## WHAT IS REQUIRED
Could you copy each line of the entries that contains "fails"?
***** SUPPLIED DATA *****
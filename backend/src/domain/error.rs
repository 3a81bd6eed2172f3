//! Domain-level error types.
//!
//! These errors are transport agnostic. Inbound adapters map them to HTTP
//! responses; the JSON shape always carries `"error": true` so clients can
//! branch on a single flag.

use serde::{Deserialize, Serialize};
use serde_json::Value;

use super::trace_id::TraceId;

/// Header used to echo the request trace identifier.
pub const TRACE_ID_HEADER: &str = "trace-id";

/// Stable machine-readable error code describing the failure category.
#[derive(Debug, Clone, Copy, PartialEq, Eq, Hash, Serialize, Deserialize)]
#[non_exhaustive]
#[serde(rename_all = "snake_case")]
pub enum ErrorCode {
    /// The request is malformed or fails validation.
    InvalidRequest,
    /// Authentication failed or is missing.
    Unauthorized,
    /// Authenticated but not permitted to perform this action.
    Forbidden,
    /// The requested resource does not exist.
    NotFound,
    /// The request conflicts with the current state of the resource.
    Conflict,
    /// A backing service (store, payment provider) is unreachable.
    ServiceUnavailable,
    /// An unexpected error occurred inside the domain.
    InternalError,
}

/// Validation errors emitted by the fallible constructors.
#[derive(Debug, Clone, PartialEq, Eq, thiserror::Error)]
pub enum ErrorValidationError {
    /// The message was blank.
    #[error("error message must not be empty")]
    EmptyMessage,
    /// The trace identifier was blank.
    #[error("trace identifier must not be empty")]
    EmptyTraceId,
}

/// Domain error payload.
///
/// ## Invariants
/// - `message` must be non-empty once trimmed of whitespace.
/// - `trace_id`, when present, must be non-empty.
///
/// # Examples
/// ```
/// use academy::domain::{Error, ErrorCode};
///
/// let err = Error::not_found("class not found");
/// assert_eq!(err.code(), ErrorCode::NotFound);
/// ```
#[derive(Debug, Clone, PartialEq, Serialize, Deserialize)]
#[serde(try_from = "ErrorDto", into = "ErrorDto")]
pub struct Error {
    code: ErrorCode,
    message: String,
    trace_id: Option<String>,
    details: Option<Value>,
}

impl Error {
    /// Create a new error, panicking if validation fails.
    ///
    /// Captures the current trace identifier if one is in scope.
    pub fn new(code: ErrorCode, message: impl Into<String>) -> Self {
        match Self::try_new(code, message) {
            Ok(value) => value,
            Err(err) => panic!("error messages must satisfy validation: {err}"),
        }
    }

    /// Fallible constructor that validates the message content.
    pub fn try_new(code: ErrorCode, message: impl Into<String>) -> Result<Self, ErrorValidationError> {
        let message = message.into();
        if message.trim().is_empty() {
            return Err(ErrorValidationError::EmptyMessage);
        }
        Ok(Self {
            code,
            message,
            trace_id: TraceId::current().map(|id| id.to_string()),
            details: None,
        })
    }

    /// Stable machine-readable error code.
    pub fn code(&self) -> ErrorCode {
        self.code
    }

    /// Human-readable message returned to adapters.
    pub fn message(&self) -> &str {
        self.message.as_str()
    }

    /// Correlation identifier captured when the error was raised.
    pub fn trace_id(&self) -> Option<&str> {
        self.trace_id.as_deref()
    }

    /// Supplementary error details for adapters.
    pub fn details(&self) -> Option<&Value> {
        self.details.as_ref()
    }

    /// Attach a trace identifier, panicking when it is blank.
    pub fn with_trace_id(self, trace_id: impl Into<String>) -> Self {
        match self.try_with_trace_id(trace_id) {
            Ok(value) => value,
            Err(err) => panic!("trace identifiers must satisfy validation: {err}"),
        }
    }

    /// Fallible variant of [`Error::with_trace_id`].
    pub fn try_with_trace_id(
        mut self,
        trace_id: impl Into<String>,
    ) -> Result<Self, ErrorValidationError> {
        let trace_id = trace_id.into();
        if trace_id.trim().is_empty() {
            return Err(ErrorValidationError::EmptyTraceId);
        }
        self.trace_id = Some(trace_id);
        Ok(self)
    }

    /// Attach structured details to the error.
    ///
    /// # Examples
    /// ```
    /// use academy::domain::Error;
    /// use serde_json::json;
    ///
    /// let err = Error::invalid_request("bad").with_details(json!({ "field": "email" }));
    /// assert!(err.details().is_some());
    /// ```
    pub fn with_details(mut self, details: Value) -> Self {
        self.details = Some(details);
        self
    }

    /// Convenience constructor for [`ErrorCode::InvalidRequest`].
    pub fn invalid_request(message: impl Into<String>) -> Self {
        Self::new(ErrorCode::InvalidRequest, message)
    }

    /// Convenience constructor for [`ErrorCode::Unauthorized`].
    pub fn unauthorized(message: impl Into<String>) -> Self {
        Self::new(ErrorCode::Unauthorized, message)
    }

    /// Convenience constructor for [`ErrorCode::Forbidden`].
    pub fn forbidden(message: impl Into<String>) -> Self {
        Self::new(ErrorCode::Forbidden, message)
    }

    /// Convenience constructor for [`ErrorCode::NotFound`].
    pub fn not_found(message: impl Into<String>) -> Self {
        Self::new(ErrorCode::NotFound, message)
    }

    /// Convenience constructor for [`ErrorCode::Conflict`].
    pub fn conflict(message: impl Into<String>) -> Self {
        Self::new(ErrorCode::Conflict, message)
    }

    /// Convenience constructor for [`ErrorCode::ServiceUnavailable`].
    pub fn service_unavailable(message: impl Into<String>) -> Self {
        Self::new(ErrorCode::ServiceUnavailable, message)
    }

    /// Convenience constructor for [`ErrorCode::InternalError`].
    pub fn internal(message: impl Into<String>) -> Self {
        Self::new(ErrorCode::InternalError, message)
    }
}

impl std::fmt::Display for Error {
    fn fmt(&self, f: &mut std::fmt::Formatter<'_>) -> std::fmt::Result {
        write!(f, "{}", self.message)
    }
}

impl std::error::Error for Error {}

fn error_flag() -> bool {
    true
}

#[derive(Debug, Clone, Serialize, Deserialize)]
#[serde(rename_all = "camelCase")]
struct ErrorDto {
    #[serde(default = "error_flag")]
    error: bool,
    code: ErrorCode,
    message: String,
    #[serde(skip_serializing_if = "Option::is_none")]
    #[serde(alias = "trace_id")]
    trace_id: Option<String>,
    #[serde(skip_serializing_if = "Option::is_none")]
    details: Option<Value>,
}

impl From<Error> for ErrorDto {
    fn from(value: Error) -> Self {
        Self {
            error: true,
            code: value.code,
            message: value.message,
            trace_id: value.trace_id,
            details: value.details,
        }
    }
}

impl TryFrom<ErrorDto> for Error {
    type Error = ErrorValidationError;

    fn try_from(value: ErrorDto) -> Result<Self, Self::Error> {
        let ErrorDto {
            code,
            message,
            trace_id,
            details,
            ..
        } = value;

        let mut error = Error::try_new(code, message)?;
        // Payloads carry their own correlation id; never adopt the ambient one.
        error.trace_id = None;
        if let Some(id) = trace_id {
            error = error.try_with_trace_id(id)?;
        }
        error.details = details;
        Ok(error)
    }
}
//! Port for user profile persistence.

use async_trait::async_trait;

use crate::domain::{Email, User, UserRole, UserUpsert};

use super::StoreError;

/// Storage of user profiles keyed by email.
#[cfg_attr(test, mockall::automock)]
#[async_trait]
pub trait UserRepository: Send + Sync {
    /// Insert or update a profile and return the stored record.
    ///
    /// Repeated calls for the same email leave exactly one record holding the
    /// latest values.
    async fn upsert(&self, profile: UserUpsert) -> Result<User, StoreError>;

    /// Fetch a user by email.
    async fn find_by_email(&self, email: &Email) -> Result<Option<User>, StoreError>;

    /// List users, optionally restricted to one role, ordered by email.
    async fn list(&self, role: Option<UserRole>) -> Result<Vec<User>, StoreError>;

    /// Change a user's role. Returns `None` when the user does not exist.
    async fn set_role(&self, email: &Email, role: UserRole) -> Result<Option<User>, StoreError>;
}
*****
## COMPLETED EXERCISE
    /// The request is malformed or fails validation.
    /// Create a new error, panicking if validation fails.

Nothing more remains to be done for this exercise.